INPUT FOR THIS TASK:

- - - -

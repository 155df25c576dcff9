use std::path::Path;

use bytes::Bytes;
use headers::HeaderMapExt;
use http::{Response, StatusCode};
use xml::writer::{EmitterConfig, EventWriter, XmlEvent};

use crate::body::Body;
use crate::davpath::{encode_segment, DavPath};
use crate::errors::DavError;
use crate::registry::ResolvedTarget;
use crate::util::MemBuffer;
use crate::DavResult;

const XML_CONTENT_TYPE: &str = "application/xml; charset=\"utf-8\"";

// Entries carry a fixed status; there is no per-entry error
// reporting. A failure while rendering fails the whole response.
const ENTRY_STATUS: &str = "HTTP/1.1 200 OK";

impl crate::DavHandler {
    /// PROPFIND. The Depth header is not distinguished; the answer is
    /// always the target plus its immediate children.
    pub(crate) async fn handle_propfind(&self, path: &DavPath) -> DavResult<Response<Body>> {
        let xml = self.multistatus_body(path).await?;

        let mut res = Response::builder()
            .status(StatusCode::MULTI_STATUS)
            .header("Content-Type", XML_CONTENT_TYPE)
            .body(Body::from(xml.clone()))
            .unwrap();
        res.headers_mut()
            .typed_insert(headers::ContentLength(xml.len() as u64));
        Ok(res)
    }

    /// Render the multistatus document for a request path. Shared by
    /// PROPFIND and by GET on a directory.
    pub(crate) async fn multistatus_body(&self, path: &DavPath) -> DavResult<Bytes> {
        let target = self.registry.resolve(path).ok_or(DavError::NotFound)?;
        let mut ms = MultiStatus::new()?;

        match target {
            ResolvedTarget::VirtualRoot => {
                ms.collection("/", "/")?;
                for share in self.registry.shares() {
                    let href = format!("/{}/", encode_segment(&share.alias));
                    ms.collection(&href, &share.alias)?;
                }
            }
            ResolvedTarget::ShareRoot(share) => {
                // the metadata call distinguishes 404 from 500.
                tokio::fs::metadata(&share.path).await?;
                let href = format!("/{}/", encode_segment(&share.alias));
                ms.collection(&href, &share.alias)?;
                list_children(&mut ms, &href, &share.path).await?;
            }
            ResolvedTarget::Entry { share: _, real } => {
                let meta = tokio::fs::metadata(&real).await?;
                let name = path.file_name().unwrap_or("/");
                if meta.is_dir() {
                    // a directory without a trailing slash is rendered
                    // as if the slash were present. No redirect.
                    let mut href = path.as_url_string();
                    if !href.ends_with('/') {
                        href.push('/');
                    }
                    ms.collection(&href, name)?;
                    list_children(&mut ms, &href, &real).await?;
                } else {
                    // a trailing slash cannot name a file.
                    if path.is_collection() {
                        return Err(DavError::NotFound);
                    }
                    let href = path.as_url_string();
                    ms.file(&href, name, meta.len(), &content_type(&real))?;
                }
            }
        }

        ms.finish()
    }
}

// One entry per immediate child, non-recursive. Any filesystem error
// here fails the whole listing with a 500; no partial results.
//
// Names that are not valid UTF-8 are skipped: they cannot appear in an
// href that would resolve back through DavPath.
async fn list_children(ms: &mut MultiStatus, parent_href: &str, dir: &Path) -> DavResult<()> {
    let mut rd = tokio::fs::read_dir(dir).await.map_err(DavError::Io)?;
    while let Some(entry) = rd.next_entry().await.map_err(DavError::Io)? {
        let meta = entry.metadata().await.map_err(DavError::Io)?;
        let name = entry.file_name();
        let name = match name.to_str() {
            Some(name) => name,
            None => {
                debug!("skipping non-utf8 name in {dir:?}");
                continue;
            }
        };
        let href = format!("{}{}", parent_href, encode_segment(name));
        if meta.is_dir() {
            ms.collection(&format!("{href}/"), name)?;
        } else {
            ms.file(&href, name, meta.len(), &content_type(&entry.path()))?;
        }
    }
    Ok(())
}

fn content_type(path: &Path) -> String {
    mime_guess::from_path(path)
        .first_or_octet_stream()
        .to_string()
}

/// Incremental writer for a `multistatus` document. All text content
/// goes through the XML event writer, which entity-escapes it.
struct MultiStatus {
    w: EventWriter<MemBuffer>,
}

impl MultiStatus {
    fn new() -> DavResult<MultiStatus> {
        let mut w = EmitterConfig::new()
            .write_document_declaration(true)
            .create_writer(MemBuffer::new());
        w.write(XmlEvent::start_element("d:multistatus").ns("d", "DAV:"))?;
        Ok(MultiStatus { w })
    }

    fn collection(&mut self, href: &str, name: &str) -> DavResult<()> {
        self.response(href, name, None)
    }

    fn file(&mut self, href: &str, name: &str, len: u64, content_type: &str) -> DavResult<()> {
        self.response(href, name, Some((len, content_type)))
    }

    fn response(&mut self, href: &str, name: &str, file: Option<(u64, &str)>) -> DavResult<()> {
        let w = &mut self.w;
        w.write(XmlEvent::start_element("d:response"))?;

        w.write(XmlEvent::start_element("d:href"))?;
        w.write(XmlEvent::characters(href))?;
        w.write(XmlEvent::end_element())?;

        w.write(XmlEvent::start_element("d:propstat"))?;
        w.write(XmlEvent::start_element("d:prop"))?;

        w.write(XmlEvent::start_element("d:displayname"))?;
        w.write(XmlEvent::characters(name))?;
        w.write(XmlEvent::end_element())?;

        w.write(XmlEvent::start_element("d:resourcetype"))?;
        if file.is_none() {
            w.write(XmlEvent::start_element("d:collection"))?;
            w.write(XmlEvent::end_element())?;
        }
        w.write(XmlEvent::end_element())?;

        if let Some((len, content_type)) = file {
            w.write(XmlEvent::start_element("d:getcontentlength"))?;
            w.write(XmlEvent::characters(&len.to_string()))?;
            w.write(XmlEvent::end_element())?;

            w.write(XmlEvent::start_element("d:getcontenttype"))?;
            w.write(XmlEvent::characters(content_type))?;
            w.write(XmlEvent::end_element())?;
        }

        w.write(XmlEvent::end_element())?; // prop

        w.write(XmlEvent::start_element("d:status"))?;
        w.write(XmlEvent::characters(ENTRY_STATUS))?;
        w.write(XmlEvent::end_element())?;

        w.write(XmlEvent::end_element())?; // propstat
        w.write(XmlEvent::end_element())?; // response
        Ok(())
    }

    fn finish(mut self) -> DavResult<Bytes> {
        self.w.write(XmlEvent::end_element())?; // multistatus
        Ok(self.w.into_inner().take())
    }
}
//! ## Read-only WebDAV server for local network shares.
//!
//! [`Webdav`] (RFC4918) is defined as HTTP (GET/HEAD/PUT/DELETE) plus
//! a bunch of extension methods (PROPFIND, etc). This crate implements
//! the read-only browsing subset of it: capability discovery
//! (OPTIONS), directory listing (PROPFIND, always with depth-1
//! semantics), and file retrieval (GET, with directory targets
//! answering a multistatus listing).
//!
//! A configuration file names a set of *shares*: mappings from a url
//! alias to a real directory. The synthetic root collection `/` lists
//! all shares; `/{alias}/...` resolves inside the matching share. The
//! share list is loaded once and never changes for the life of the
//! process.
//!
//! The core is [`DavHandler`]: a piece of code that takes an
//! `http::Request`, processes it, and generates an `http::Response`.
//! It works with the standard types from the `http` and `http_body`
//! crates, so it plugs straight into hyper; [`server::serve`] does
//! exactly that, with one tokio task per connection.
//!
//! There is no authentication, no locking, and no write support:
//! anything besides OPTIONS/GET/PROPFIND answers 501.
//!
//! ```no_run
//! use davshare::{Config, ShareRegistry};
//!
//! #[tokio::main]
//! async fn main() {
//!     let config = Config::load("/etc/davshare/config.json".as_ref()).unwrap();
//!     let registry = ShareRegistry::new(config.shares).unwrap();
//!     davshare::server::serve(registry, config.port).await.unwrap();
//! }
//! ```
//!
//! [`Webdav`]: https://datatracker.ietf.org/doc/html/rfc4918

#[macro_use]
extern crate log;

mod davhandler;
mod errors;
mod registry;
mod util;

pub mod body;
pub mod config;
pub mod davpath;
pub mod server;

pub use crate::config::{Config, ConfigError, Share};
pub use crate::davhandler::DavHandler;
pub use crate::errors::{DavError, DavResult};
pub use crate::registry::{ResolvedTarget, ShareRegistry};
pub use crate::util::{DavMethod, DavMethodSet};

- - - -

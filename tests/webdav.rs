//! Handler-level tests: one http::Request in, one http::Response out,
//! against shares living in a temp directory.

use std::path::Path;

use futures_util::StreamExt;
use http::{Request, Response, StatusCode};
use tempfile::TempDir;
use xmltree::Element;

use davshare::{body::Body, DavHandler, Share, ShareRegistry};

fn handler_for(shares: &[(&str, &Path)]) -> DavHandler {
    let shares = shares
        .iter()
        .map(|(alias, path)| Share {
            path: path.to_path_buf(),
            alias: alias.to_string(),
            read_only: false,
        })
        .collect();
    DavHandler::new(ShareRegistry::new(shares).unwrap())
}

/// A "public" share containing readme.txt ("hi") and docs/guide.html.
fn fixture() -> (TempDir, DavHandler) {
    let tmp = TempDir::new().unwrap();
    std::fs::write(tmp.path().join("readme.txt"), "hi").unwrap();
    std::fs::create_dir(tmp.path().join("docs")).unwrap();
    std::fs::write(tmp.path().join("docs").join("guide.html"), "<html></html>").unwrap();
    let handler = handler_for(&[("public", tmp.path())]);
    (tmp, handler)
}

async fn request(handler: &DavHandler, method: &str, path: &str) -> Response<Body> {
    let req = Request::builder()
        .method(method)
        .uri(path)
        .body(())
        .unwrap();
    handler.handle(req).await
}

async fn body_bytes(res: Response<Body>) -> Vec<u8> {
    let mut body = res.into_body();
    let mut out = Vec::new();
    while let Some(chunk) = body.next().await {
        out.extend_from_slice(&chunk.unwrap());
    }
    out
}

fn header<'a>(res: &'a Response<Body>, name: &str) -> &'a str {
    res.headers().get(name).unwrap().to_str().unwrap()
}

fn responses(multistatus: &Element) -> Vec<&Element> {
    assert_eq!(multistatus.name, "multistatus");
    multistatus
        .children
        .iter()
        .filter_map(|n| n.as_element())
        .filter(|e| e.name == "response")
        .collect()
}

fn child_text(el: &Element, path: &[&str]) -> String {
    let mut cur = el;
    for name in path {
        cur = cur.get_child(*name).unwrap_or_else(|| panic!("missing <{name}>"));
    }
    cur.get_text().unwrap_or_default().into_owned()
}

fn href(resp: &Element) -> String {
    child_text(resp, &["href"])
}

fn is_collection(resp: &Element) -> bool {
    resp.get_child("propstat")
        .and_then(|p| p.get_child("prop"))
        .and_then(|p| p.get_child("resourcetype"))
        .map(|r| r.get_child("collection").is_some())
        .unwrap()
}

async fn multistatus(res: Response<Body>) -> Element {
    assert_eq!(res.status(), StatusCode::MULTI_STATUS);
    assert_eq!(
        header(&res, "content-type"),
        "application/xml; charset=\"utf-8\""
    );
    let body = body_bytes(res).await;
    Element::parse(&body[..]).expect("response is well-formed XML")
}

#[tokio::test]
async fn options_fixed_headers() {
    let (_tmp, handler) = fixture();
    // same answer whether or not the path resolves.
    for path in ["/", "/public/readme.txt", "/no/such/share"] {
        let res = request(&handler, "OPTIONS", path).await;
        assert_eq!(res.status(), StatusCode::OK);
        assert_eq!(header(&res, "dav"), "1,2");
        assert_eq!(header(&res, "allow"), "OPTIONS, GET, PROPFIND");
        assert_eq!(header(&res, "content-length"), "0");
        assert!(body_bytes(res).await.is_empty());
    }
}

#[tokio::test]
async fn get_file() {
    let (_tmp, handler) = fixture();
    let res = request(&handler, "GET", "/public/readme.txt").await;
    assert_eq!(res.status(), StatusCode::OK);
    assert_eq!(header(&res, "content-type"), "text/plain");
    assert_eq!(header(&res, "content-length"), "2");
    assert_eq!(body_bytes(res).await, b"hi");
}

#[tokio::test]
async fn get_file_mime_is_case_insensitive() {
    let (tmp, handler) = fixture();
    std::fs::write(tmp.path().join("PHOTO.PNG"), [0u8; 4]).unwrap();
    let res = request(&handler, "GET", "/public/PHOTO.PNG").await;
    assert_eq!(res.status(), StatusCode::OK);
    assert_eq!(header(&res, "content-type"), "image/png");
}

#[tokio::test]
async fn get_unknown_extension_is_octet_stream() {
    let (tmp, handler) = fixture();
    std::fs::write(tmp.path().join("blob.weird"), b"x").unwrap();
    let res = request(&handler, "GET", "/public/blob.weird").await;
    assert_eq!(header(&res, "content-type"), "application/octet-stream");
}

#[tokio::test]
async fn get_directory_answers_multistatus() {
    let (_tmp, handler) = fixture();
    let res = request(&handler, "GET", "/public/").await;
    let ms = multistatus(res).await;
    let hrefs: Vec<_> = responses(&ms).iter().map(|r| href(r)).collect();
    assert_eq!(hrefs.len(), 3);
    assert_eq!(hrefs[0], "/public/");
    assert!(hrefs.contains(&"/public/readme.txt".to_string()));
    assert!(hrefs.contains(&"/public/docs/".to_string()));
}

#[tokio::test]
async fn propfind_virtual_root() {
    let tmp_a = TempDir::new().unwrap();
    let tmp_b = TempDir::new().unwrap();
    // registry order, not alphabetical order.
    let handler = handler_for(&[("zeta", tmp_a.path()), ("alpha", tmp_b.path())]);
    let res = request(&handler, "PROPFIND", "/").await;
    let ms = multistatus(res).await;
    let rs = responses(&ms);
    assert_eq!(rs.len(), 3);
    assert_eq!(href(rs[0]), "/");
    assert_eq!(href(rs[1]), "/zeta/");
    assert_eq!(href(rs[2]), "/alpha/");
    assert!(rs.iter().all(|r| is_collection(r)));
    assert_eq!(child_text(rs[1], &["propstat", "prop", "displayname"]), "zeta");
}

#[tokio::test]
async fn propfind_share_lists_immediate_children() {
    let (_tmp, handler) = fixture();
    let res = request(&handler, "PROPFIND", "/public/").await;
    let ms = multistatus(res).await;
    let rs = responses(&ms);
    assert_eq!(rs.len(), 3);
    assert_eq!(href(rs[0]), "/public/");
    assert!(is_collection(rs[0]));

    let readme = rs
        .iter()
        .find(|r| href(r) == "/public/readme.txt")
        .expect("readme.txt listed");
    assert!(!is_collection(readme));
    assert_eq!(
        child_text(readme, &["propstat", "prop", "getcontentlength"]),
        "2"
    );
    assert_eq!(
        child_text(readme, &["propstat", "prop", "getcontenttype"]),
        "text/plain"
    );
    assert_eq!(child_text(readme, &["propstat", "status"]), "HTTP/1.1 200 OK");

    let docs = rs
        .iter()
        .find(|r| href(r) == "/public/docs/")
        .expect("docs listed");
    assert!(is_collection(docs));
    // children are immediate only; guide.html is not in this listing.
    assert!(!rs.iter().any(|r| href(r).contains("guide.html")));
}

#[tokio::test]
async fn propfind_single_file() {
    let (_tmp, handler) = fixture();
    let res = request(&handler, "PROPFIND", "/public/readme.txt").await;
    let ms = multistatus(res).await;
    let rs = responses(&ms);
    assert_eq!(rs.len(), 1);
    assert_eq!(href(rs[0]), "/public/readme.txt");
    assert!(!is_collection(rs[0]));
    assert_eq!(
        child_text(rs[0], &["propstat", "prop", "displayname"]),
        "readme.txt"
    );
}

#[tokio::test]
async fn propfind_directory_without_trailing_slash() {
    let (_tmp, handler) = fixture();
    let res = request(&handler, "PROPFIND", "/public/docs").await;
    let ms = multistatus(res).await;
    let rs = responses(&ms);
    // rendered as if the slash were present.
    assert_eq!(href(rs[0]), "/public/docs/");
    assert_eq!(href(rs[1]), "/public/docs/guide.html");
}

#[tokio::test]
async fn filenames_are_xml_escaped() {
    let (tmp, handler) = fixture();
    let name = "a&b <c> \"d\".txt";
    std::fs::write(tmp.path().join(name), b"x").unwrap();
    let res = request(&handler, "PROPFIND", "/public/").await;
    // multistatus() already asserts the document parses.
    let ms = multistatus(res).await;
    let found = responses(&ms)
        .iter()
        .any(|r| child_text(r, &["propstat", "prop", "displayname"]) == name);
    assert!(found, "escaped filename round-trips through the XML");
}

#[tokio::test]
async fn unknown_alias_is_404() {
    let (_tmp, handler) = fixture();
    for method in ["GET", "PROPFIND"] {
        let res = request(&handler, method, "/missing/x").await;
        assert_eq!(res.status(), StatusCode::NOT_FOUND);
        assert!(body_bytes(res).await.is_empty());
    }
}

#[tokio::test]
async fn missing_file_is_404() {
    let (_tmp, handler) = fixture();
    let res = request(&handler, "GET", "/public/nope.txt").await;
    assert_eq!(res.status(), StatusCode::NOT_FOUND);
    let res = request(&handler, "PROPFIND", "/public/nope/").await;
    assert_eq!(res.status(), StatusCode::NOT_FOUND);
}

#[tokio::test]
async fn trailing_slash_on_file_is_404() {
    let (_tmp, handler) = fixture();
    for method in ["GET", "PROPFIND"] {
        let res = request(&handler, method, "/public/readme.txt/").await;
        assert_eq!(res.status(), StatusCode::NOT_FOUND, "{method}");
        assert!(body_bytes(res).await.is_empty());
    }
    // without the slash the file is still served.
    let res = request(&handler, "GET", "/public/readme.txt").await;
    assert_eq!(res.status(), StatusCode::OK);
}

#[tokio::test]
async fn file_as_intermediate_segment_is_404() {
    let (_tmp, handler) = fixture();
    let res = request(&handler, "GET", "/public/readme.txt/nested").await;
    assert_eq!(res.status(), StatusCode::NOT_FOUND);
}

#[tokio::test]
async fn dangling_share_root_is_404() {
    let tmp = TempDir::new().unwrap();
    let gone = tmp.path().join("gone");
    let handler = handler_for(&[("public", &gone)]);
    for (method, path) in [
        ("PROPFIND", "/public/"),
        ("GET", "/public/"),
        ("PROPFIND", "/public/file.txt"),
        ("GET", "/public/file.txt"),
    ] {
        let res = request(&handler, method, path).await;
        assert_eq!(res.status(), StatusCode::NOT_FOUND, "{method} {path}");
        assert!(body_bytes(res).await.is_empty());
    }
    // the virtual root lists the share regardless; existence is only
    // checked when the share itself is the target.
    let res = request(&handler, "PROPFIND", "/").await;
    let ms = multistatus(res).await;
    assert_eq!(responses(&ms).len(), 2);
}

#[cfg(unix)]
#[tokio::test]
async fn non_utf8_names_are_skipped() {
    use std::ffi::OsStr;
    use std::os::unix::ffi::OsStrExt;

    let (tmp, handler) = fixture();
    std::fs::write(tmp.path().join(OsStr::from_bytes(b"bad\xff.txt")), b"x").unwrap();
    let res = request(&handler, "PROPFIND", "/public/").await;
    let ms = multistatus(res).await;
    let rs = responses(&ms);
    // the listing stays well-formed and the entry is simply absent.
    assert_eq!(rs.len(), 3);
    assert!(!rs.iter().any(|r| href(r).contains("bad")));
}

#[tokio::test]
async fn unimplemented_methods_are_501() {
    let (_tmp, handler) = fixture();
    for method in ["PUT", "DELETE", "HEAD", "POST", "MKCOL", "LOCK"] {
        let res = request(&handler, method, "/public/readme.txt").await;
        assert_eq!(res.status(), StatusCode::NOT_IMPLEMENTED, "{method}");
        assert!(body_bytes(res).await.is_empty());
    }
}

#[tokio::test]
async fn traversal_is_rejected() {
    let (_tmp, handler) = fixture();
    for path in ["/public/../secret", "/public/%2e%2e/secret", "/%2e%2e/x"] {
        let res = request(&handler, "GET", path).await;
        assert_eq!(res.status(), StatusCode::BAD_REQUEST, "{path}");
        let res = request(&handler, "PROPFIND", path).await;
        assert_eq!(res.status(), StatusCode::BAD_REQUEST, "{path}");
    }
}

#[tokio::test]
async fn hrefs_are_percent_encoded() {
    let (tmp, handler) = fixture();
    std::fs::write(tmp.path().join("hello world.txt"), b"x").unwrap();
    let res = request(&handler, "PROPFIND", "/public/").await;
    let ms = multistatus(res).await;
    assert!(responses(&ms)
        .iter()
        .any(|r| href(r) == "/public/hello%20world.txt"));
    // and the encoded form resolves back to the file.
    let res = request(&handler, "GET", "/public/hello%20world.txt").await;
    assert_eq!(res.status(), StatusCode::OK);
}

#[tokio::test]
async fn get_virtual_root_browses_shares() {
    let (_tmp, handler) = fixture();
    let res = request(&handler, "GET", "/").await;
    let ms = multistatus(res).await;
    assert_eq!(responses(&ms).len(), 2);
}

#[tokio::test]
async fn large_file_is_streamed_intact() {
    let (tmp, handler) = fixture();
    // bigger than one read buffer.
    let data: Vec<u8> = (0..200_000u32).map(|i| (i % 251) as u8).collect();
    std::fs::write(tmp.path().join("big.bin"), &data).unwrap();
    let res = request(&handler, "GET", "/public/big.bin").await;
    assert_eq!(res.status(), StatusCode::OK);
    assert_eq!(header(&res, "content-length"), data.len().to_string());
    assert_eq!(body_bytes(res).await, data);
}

- - - -

PROBLEM TO SOLVE: The required answer is the run of lines above, starting at the line with "async fn propfind_share_lists_immediate_children()" and ending at the line with "let docs = rs", reproduced exactly with both ends.

RESPONSE TO THIS TASK:
async fn propfind_share_lists_immediate_children() {
    let (_tmp, handler) = fixture();
    let res = request(&handler, "PROPFIND", "/public/").await;
    let ms = multistatus(res).await;
    let rs = responses(&ms);
    assert_eq!(rs.len(), 3);
    assert_eq!(href(rs[0]), "/public/");
    assert!(is_collection(rs[0]));

    let readme = rs
        .iter()
        .find(|r| href(r) == "/public/readme.txt")
        .expect("readme.txt listed");
    assert!(!is_collection(readme));
    assert_eq!(
        child_text(readme, &["propstat", "prop", "getcontentlength"]),
        "2"
    );
    assert_eq!(
        child_text(readme, &["propstat", "prop", "getcontenttype"]),
        "text/plain"
    );
    assert_eq!(child_text(readme, &["propstat", "status"]), "HTTP/1.1 200 OK");

    let docs = rs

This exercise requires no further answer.